In 2009-2010, Envato’s blog network had serious stability problems due to a number of architectural problems. It was my job to step in and solve the issues. After performing an architectural analysis and a redesign of it, we plugged in the (then beta!) PHP monitor. We discovered many, many undesirable things!

  • 20% of requests were hits to feeds (which should have been cached or sent to FeedBurner)
  • 3 SQL queries were routinely taking more than 5 seconds to return results
  • Long-running WP-Cron tasks were tying upour web worker pool
  • 404 pages were taking more than 1 second to generate!
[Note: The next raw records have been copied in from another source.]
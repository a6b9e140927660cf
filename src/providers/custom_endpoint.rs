//! User-defined HTTP endpoint backend
//!
//! Posts `{prompt, temperature, max_tokens, model?}` and accepts any of
//! `response`, `text` or `content` in a JSON reply. A reply that is not JSON
//! at all is taken as the model text itself.

use super::http::HttpTransport;
use super::{InvokeOptions, ProviderBackend};
use crate::config::{CustomEndpointConfig, ProviderConfig};
use crate::error::{GenError, GenResult};
use crate::logging::{log_debug, log_warn};

use async_trait::async_trait;
use serde::Serialize;

#[derive(Debug, Serialize)]
struct EndpointRequest<'a> {
    prompt: &'a str,
    #[serde(skip_serializing_if = "Option::is_none")]
    system: Option<&'a str>,
    temperature: f32,
    max_tokens: u32,
    #[serde(skip_serializing_if = "Option::is_none")]
    model: Option<&'a str>,
}

const TEXT_FIELDS: [&str; 3] = ["response", "text", "content"];

#[derive(Debug)]
pub struct CustomEndpointBackend {
    http: HttpTransport,
    config: CustomEndpointConfig,
}

impl CustomEndpointBackend {
    /// # Errors
    ///
    /// Returns [`GenError::ConfigurationError`] if the endpoint URL is blank.
    pub fn new(config: CustomEndpointConfig) -> GenResult<Self> {
        config.validate()?;

        log_debug!(
            provider = "custom-endpoint",
            base_url = %config.base_url,
            has_api_key = config.api_key.is_some(),
            "Custom endpoint backend initialized"
        );

        Ok(Self {
            http: HttpTransport::new(),
            config,
        })
    }

    pub fn config(&self) -> &CustomEndpointConfig {
        &self.config
    }
}

fn extract_text(body: &str) -> GenResult<String> {
    let Ok(value) = serde_json::from_str::<serde_json::Value>(body) else {
        return Ok(body.to_string());
    };

    match value {
        serde_json::Value::String(text) => Ok(text),
        serde_json::Value::Object(map) => TEXT_FIELDS
            .iter()
            .find_map(|field| map.get(*field).and_then(|v| v.as_str()))
            .map(str::to_string)
            .ok_or_else(|| {
                log_warn!(
                    fields = ?map.keys().collect::<Vec<_>>(),
                    "Custom endpoint reply has no text field"
                );
                GenError::response_parsing_error(
                    "Custom endpoint reply has none of: response, text, content",
                )
            }),
        _ => Ok(body.to_string()),
    }
}

#[async_trait]
impl ProviderBackend for CustomEndpointBackend {
    fn provider_name(&self) -> &'static str {
        "custom-endpoint"
    }

    async fn complete(&self, prompt: &str, options: &InvokeOptions) -> GenResult<String> {
        let request = EndpointRequest {
            prompt,
            system: options.system_prompt.as_deref(),
            temperature: options.temperature,
            max_tokens: options.max_tokens,
            model: self.config.model.as_deref(),
        };

        let body = self
            .http
            .post_json(&self.config.endpoint_url(), self.config.api_key(), &request)
            .await?;

        extract_text(&body)
    }
}
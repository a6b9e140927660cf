//! Token bucket rate limiting for backend calls
//!
//! Wraps a `governor` GCRA limiter. Acquisition is atomic, so concurrent
//! callers sharing one limiter never over-draw the budget. A caller that
//! finds the bucket empty waits for a token, up to `max_wait`.

use crate::config::RateLimitConfig;
use crate::error::{GenError, GenResult};
use crate::logging::{log_debug, log_warn};

use governor::{DefaultDirectRateLimiter, Quota};
use std::num::NonZeroU32;
use std::time::{Duration, Instant};

pub struct RateLimiter {
    limiter: Option<DefaultDirectRateLimiter>,
    config: RateLimitConfig,
}

impl std::fmt::Debug for RateLimiter {
    fn fmt(&self, f: &mut std::fmt::Formatter<'_>) -> std::fmt::Result {
        f.debug_struct("RateLimiter")
            .field("config", &self.config)
            .finish_non_exhaustive()
    }
}

impl RateLimiter {
    /// Build a limiter; a disabled config yields one that never waits.
    ///
    /// # Errors
    ///
    /// Returns [`GenError::ConfigurationError`] for a non-positive rate or a
    /// zero burst.
    pub fn new(config: RateLimitConfig) -> GenResult<Self> {
        config.validate()?;

        let limiter = if config.enabled {
            let period = Duration::from_secs_f64(1.0 / config.requests_per_second);
            let burst = NonZeroU32::new(config.burst_size)
                .ok_or_else(|| GenError::configuration_error("burst_size must be at least 1"))?;
            let quota = Quota::with_period(period)
                .ok_or_else(|| {
                    GenError::configuration_error(format!(
                        "requests_per_second {} is too high",
                        config.requests_per_second
                    ))
                })?
                .allow_burst(burst);
            Some(governor::RateLimiter::direct(quota))
        } else {
            None
        };

        Ok(Self { limiter, config })
    }

    /// A limiter that never waits.
    pub fn disabled() -> Self {
        Self {
            limiter: None,
            config: RateLimitConfig::disabled(),
        }
    }

    pub fn config(&self) -> &RateLimitConfig {
        &self.config
    }

    /// Wait for a token.
    ///
    /// # Errors
    ///
    /// Returns [`GenError::Timeout`] when no token became available within
    /// `max_wait`.
    pub async fn acquire(&self) -> GenResult<()> {
        let Some(limiter) = &self.limiter else {
            return Ok(());
        };

        if limiter.check().is_ok() {
            return Ok(());
        }

        let wait_start = Instant::now();
        match tokio::time::timeout(self.config.max_wait, limiter.until_ready()).await {
            Ok(()) => {
                log_debug!(
                    waited_ms = wait_start.elapsed().as_millis(),
                    "Rate limit token acquired after waiting"
                );
                Ok(())
            }
            Err(_elapsed) => {
                log_warn!(
                    max_wait_ms = self.config.max_wait.as_millis(),
                    requests_per_second = self.config.requests_per_second,
                    "Gave up waiting for a rate limit token"
                );
                Err(GenError::timeout(
                    u64::try_from(self.config.max_wait.as_millis()).unwrap_or(u64::MAX),
                ))
            }
        }
    }

    /// Take a token only if one is available right now.
    pub fn try_acquire(&self) -> bool {
        self.limiter
            .as_ref()
            .map_or(true, |limiter| limiter.check().is_ok())
    }
}
//! Renderers from a [`GenerationResult`] to text
//!
//! Formatters are pure: no I/O, no clock, no randomness. The only failure
//! is a result that violates the test case invariants, reported as
//! [`GenError::MalformedResult`] naming the offending case.

pub mod code_skeleton;
pub mod gherkin;
pub mod human_readable;

pub use code_skeleton::{CodeSkeletonFormatter, Framework};
pub use gherkin::GherkinFormatter;
pub use human_readable::HumanReadableFormatter;

use crate::core_types::{GenerationResult, OutputFormat, RequirementModel, TestSpecification};
use crate::error::{GenError, GenResult};

use std::collections::HashMap;
use std::sync::Arc;

/// Header material formatters may draw on besides the cases themselves.
#[derive(Debug, Clone, Copy)]
pub struct FormatContext<'a> {
    pub requirements: &'a RequirementModel,
    pub spec: &'a TestSpecification,
}

impl<'a> FormatContext<'a> {
    pub fn new(requirements: &'a RequirementModel, spec: &'a TestSpecification) -> Self {
        Self { requirements, spec }
    }

    /// Feature name: the story's action, else the first case title.
    pub(crate) fn feature_name(&self, result: &GenerationResult) -> String {
        let action = self.requirements.story.action.trim();
        if !action.is_empty() {
            return capitalize(action);
        }
        result
            .test_cases
            .first()
            .map(|case| case.title.clone())
            .unwrap_or_else(|| "Generated test cases".to_string())
    }
}

pub trait Formatter: Send + Sync {
    fn name(&self) -> &'static str;

    /// Render every case in `result`.
    ///
    /// # Errors
    ///
    /// Returns [`GenError::MalformedResult`] if a case violates the test
    /// case invariants.
    fn render(&self, result: &GenerationResult, context: &FormatContext<'_>) -> GenResult<String>;
}

/// Lookup table from output format to formatter.
pub struct FormatterRegistry {
    formatters: HashMap<OutputFormat, Arc<dyn Formatter>>,
}

impl std::fmt::Debug for FormatterRegistry {
    fn fmt(&self, f: &mut std::fmt::Formatter<'_>) -> std::fmt::Result {
        let mut formats: Vec<_> = self.formatters.keys().map(OutputFormat::as_str).collect();
        formats.sort_unstable();
        f.debug_struct("FormatterRegistry")
            .field("formats", &formats)
            .finish()
    }
}

impl Default for FormatterRegistry {
    fn default() -> Self {
        Self::new()
    }
}

impl FormatterRegistry {
    pub fn new() -> Self {
        let mut formatters: HashMap<OutputFormat, Arc<dyn Formatter>> = HashMap::new();
        formatters.insert(OutputFormat::Gherkin, Arc::new(GherkinFormatter));
        formatters.insert(OutputFormat::Human, Arc::new(HumanReadableFormatter));
        for framework in Framework::ALL {
            formatters.insert(
                framework.output_format(),
                Arc::new(CodeSkeletonFormatter::new(framework)),
            );
        }
        Self { formatters }
    }

    /// Add a formatter, replacing any registered for `format`.
    pub fn register(&mut self, format: OutputFormat, formatter: Arc<dyn Formatter>) {
        self.formatters.insert(format, formatter);
    }

    /// # Errors
    ///
    /// Returns [`GenError::InvalidSpecification`] when nothing is registered
    /// for `format`.
    pub fn get(&self, format: OutputFormat) -> GenResult<Arc<dyn Formatter>> {
        self.formatters.get(&format).cloned().ok_or_else(|| {
            GenError::invalid_specification(format!("no formatter registered for {format}"))
        })
    }
}

pub(crate) fn capitalize(text: &str) -> String {
    let mut chars = text.chars();
    match chars.next() {
        Some(first) => first.to_uppercase().chain(chars).collect(),
        None => String::new(),
    }
}

/// Append `line` and a newline to a rendered document.
pub(crate) fn push_line(out: &mut String, line: impl AsRef<str>) {
    out.push_str(line.as_ref());
    out.push('\n');
}

/// Collapse line breaks so a value fits on one output line.
pub(crate) fn single_line(text: &str) -> String {
    text.split_whitespace().collect::<Vec<_>>().join(" ")
}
Over the course of 2010-2011, we progressively sorted out the issues until they were, more or less, all solved. To this day, we still monitor the PHP blogs using NewRelic. And now, thankfully, the blog network is nice and stable.

The Tuts+ Premium Redesign

When we launched the Tuts+ Premium redesign, we used NewRelic to debug performance problems before the actual launch, on the actual servers they were to run on. This allayed any fears of disaster upon launch. We continue to monitor the site’s performance, using NewRelic.

Today, any important application at Envato has a NewRelic agent plugged in. It honestly has saved us heaps of time and money, and allowed us to provide quality of service to our users and customers.


Other Tools Envato Uses to Augment NewRelic

It wouldn’t be fair to not mention the other tools we use to look after our applications. We currently use ScoutApp for finer-grained server monitoring (it supports user contributed ‘plugins’ so we can monitor specific services like HAProxy, Nginx, etc). We also use AirBrake which logs and aggregates our errors in our Ruby on Rails applications.

Lastly, we have rolled some of our own specialized, custom tools that check things like cache hits, backend requests, revenue, sign ups, notifications when a significant deviation from the trends occur. For example, revenue halting or dropping might mean our payment integration is broken; a change in sign ups means we might have been targeted by spammers creating ghost accounts for later use.


Wrapping Up

If you work on any kind of web application that is business critical, or are tasked with fixing a not-quite-working app, NewRelic is going to be invaluable to you.

If you have any questions, ask away in the comments and I’ll do my best to answer them. Particularly, if there’s interest in a screencast on how to set up a VPS or VM with NewRelic, I’m sure we could arrange one for you.

Become a programmer superhero; use NewRelic!